All these people are essential, but regardless the amount of flexibility the loss of posts has been so significant, the reduction in spend has been so great, and the demand continues to increase. Everyone underestimates the contraction of the services taking place.
 
Presenter:
And is the point that, even for your members who are on the ground, and the same for Steve’s members, that in the next twenty four hours or forty eight hours we’re going to have going away parties, we’ll have staff leaving the wards after whatever, thirty, twenty five years, however long they’ve been there, probably longer in many cases and that the true impact of this isn’t going to be felt by either the HSE or by your members until Thursday morning.
 
Liam Doran:
Oh I think to be honest with you Jonathan it’ll be Thursday morning and Friday and the next week and the next month. I mean the loss of experience and expertise that is taking place at the moment all at the one time, you couldn’t dream it up in terms of the wrong way to manage a system because we’re losing nurses who have twenty, twenty five, thirty, thirty five, I was speaking to a nurse yesterday, forty years experience and she retired last Friday. An experienced theatre nurse. So you can’t just replace that person. You know such is the person you replace, you’re replacing the experience as well.

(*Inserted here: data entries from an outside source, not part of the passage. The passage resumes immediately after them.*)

use std::collections::BTreeMap;
use std::os::fd::OwnedFd;
use std::path::PathBuf;
use std::sync::atomic::{AtomicBool, Ordering};
use std::sync::Arc;
use std::time::{Duration, Instant};

use nix::unistd::Pid;

use crate::access::AccessSpec;
use crate::cgroup::CgroupFile;
use crate::collaborators::{
    CurrentExeLocator, HostInfo, ResolvedUser, SelfBinaryLocator, SysconfHostInfo,
    SystemUserResolver, UserResolver,
};
use crate::cputracker::{self, CpuTracker};
use crate::error::Error;
use crate::launch::LaunchPlan;
use crate::signal::Signaler;
use crate::waiter::Waiter;

/// Cadence of the `pids.current` poll inside `Stop`'s grace window.
const STOP_POLL_INTERVAL: Duration = Duration::from_millis(500);

/// Inputs consulted only by the pre-exec path (§3 Invariant 4): the target
/// command, its arguments, and the filesystem access list the Shim converts
/// into Landlock rules.
#[derive(Debug, Clone, Default)]
pub struct Options {
    pub(crate) command: String,
    pub(crate) arguments: Vec<String>,
    pub(crate) access_specs: Vec<AccessSpec>,
    pub(crate) grant_defaults: bool,
}

impl Options {
    pub fn new() -> Self {
        Self::default()
    }

    pub fn command(mut self, command: impl Into<String>) -> Self {
        self.command = command.into();
        self
    }

    pub fn arguments(mut self, arguments: Vec<String>) -> Self {
        self.arguments = arguments;
        self
    }

    pub fn access_specs(mut self, access_specs: Vec<AccessSpec>) -> Self {
        self.access_specs = access_specs;
        self
    }

    /// Whether the Shim should append its baseline rule set (§4.5 step 6).
    pub fn grant_defaults(mut self, grant_defaults: bool) -> Self {
        self.grant_defaults = grant_defaults;
        self
    }
}

/// Identity, stdio, resource envelope, and placement inputs (§3).
#[derive(Debug, Default)]
pub struct Environment {
    pub(crate) user: String,
    pub(crate) stdout: Option<OwnedFd>,
    pub(crate) stderr: Option<OwnedFd>,
    pub(crate) env_vars: BTreeMap<String, String>,
    pub(crate) task_dir: PathBuf,
    pub(crate) cgroup_path: PathBuf,
    pub(crate) netns_path: String,
    pub(crate) memory_mib: u64,
    pub(crate) memory_max_mib: u64,
    pub(crate) cpu_bandwidth: u64,
}

impl Environment {
    pub fn new() -> Self {
        Self::default()
    }

    pub fn user(mut self, user: impl Into<String>) -> Self {
        self.user = user.into();
        self
    }

    pub fn stdout(mut self, fd: OwnedFd) -> Self {
        self.stdout = Some(fd);
        self
    }

    pub fn stderr(mut self, fd: OwnedFd) -> Self {
        self.stderr = Some(fd);
        self
    }

    pub fn env_vars(mut self, env_vars: BTreeMap<String, String>) -> Self {
        self.env_vars = env_vars;
        self
    }

    pub fn task_dir(mut self, task_dir: impl Into<PathBuf>) -> Self {
        self.task_dir = task_dir.into();
        self
    }

    pub fn cgroup_path(mut self, cgroup_path: impl Into<PathBuf>) -> Self {
        self.cgroup_path = cgroup_path.into();
        self
    }

    pub fn netns_path(mut self, netns_path: impl Into<String>) -> Self {
        self.netns_path = netns_path.into();
        self
    }

    /// Sets the resource envelope consulted by `Start`'s cgroup writes
    /// (§4.7 "Resource constraints").
    pub fn resources(mut self, memory_mib: u64, memory_max_mib: u64, cpu_bandwidth: u64) -> Self {
        self.memory_mib = memory_mib;
        self.memory_max_mib = memory_max_mib;
        self.cpu_bandwidth = cpu_bandwidth;
        self
    }
}

/// Resource utilization snapshot returned by [`Executor::stats`].
#[derive(Debug, Clone, Copy, Default, PartialEq)]
pub struct Utilization {
    pub memory_bytes: u64,
    pub swap_bytes: u64,
    pub cache_bytes: u64,
    pub user_pct: f64,
    pub system_pct: f64,
    pub total_pct: f64,
    pub ticks: f64,
}

/// A cooperative cancellation flag threaded into `Start`: if set before the
/// spawned child's pid is observed, the child is killed rather than left
/// running unsupervised.
#[derive(Debug, Clone, Default)]
pub struct CancelToken(Arc<AtomicBool>);

impl CancelToken {
    pub fn new() -> Self {
        Self(Arc::new(AtomicBool::new(false)))
    }

    pub fn cancel(&self) {
        self.0.store(true, Ordering::SeqCst);
    }

    pub(crate) fn is_cancelled(&self) -> bool {
        self.0.load(Ordering::SeqCst)
    }
}

struct Running {
    pid: Pid,
    waiter: Waiter,
    signaler: Signaler,
    cgroup: CgroupFile,
    cpu_tracker: CpuTracker,
    stdout: Option<OwnedFd>,
    stderr: Option<OwnedFd>,
    last_utilization: Utilization,
}

struct Exited {
    pid: Pid,
    exit_code: i32,
    last_utilization: Utilization,
}

enum State {
    New,
    Started(Running),
    Exited(Exited),
}

/// The public state machine (`New` → `Started` → `Exited`) and the only
/// type a host agent interacts with directly. Method calls on a single
/// instance are not safe to interleave from multiple threads — the host is
/// expected to serialize them, exactly as it owns one `Executor` per task.
pub struct Executor {
    options: Option<Options>,
    environment: Option<Environment>,
    user_resolver: Box<dyn UserResolver>,
    host_info: Box<dyn HostInfo>,
    self_binary_locator: Box<dyn SelfBinaryLocator>,
    state: State,
}
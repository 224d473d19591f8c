use std::fmt;
use std::path::{Path, PathBuf};

use crate::error::Error;

bitflags::bitflags! {
    /// The `{r, w, x}` modes a `path:modes` entry can grant.
    #[derive(Debug, Clone, Copy, PartialEq, Eq)]
    pub struct AccessModes: u8 {
        const READ = 0b001;
        const WRITE = 0b010;
        const EXECUTE = 0b100;
    }
}

impl fmt::Display for AccessModes {
    fn fmt(&self, f: &mut fmt::Formatter<'_>) -> fmt::Result {
        if self.contains(AccessModes::READ) {
            write!(f, "r")?;
        }
        if self.contains(AccessModes::WRITE) {
            write!(f, "w")?;
        }
        if self.contains(AccessModes::EXECUTE) {
            write!(f, "x")?;
        }
        Ok(())
    }
}

/// One `path:modes` entry of `access_specs`. Shared vocabulary between
/// `LaunchPlan` (serializes these to argv tokens for the shim) and the shim
/// itself (parses them back into Landlock rules) — the round trip is exact
/// because both sides go through this single type.
#[derive(Debug, Clone, PartialEq, Eq)]
pub struct AccessSpec {
    pub path: PathBuf,
    pub modes: AccessModes,
}

impl AccessSpec {
    pub fn new(path: impl Into<PathBuf>, modes: AccessModes) -> Self {
        Self {
            path: path.into(),
            modes,
        }
    }

    /// Parses a single `path:modes` token. Fatal per §4.5 step 5: missing
    /// the `:modes` suffix, an empty mode set, or an unrecognized mode
    /// character are all rejected here rather than downstream.
    pub fn parse(raw: &str) -> Result<Self, Error> {
        let (path, modes) = raw.rsplit_once(':').ok_or_else(|| Error::InvalidAccessSpec {
            spec: raw.to_owned(),
            reason: "missing `:modes` suffix".to_owned(),
        })?;
        if path.is_empty() {
            return Err(Error::InvalidAccessSpec {
                spec: raw.to_owned(),
                reason: "empty path".to_owned(),
            });
        }
        let modes = parse_modes(modes).map_err(|reason| Error::InvalidAccessSpec {
            spec: raw.to_owned(),
            reason,
        })?;
        Ok(Self {
            path: PathBuf::from(path),
            modes,
        })
    }

    /// Serializes back to the `path:modes` argv form `LaunchPlan` passes to
    /// the shim.
    pub fn to_arg(&self) -> String {
        format!("{}:{}", self.path.display(), self.modes)
    }

    pub fn exists(&self) -> bool {
        self.path.exists()
    }

    pub fn is_dir(&self) -> bool {
        self.path.is_dir()
    }
}

fn parse_modes(raw: &str) -> Result<AccessModes, String> {
    if raw.is_empty() {
        return Err("empty mode set".to_owned());
    }
    let mut modes = AccessModes::empty();
    for ch in raw.chars() {
        modes |= match ch {
            'r' => AccessModes::READ,
            'w' => AccessModes::WRITE,
            'x' => AccessModes::EXECUTE,
            other => return Err(format!("unsupported mode character {other:?}")),
        };
    }
    Ok(modes)
}

/// Parses the ordered `path-specs` list as handed to the shim (`convert`,
/// §4.5 step 5), preserving order and duplicates exactly as given.
pub fn parse_all(raw: &[String]) -> Result<Vec<AccessSpec>, Error> {
    raw.iter().map(|s| AccessSpec::parse(s)).collect()
}

pub fn existing_path(spec: &AccessSpec) -> Result<&Path, Error> {
    if !spec.exists() {
        return Err(Error::InvalidAccessSpec {
            spec: spec.to_arg(),
            reason: "path does not exist".to_owned(),
        });
    }
    Ok(&spec.path)
}

#[cfg(test)]
mod tests {
    use super::*;

    #[test]
    fn parses_combined_modes() {
        let spec = AccessSpec::parse("/usr/bin:rx").unwrap();
        assert_eq!(spec.path, PathBuf::from("/usr/bin"));
        assert_eq!(spec.modes, AccessModes::READ | AccessModes::EXECUTE);
    }

    #[test]
    fn rejects_missing_separator() {
        assert!(matches!(
            AccessSpec::parse("/etc/passwd"),
            Err(Error::InvalidAccessSpec { .. })
        ));
    }

    #[test]
    fn rejects_empty_modes() {
        assert!(matches!(
            AccessSpec::parse("/etc/passwd:"),
            Err(Error::InvalidAccessSpec { .. })
        ));
    }

    #[test]
    fn rejects_unknown_mode_char() {
        assert!(matches!(
            AccessSpec::parse("/etc/passwd:z"),
            Err(Error::InvalidAccessSpec { .. })
        ));
    }

    #[test]
    fn round_trips_through_to_arg() {
        let spec = AccessSpec::new("/srv/data", AccessModes::READ | AccessModes::WRITE);
        let roundtripped = AccessSpec::parse(&spec.to_arg()).unwrap();
        assert_eq!(spec, roundtripped);
    }

    #[test]
    fn preserves_order_and_duplicates() {
        let raw = vec!["/a:r".to_owned(), "/a:r".to_owned(), "/b:w".to_owned()];
        let parsed = parse_all(&raw).unwrap();
        assert_eq!(parsed.len(), 3);
        assert_eq!(parsed[0], parsed[1]);
    }
}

So I think the health service will be significantly the poorer, not just in terms of numbers or in terms of quantum of service but just in terms of brain power and that will take a long to make good and I think, you know it is a flawed approach and the challenge as Steve has said, is there’s more to come in terms of what the Government policy is about our health system and I still remain, make the point, I don’t think the Government understands the contraction that is going to take place and is taking place in the health system and how everything in terms of safe care has a potential to be compromised. 
 
Presenter:
Liam Doran of the INMO, Steve Tweed from the IMO, thank you both very much for talking to us this afternoon gentleman.